Provided records >>
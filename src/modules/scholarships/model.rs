use serde::{Deserialize, Serialize};
use sqlx::FromRow;
use utoipa::ToSchema;
use uuid::Uuid;
use validator::Validate;

/// A scholarship offering students can apply for.
#[derive(Serialize, Deserialize, FromRow, Debug, Clone, PartialEq, ToSchema)]
pub struct Scholarship {
    pub id: Uuid,
    pub name: String,
    pub description: Option<String>,
    pub sponsor: Option<String>,
    pub amount: f64,
    pub deadline: chrono::NaiveDate,
    pub is_active: bool,
    pub created_at: chrono::DateTime<chrono::Utc>,
    pub updated_at: chrono::DateTime<chrono::Utc>,
}

#[derive(Deserialize, Debug, Clone, Validate, ToSchema)]
pub struct CreateScholarshipDto {
    #[validate(length(min = 1, message = "name is required"))]
    pub name: String,
    pub description: Option<String>,
    pub sponsor: Option<String>,
    #[validate(range(min = 0.0, message = "amount must not be negative"))]
    pub amount: f64,
    pub deadline: chrono::NaiveDate,
    #[serde(default = "default_active")]
    pub is_active: bool,
}

fn default_active() -> bool {
    true
}

#[derive(Deserialize, Debug, Clone, Validate, ToSchema)]
pub struct UpdateScholarshipDto {
    #[validate(length(min = 1, message = "name must not be empty"))]
    pub name: Option<String>,
    pub description: Option<String>,
    pub sponsor: Option<String>,
    #[validate(range(min = 0.0, message = "amount must not be negative"))]
    pub amount: Option<f64>,
    pub deadline: Option<chrono::NaiveDate>,
    pub is_active: Option<bool>,
}

#[cfg(test)]
mod tests {
    use super::*;
    use validator::Validate;

    #[test]
    fn test_create_scholarship_dto_defaults_active() {
        let json = r#"{"name":"STEM Grant","amount":5000.0,"deadline":"2026-12-01"}"#;
        let dto: CreateScholarshipDto = serde_json::from_str(json).unwrap();
        assert!(dto.is_active);
        assert!(dto.validate().is_ok());
    }

    #[test]
    fn test_negative_amount_rejected() {
        let dto = CreateScholarshipDto {
            name: "Grant".to_string(),
            description: None,
            sponsor: None,
            amount: -1.0,
            deadline: chrono::NaiveDate::from_ymd_opt(2026, 12, 1).unwrap(),
            is_active: true,
        };
        assert!(dto.validate().is_err());
    }
}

Task to carry out >> Go through the data and gather every line that holds "deadline".

Result for this task >>
    pub deadline: chrono::NaiveDate,
    pub deadline: chrono::NaiveDate,
    pub deadline: Option<chrono::NaiveDate>,
        let json = r#"{"name":"STEM Grant","amount":5000.0,"deadline":"2026-12-01"}"#;
            deadline: chrono::NaiveDate::from_ymd_opt(2026, 12, 1).unwrap(),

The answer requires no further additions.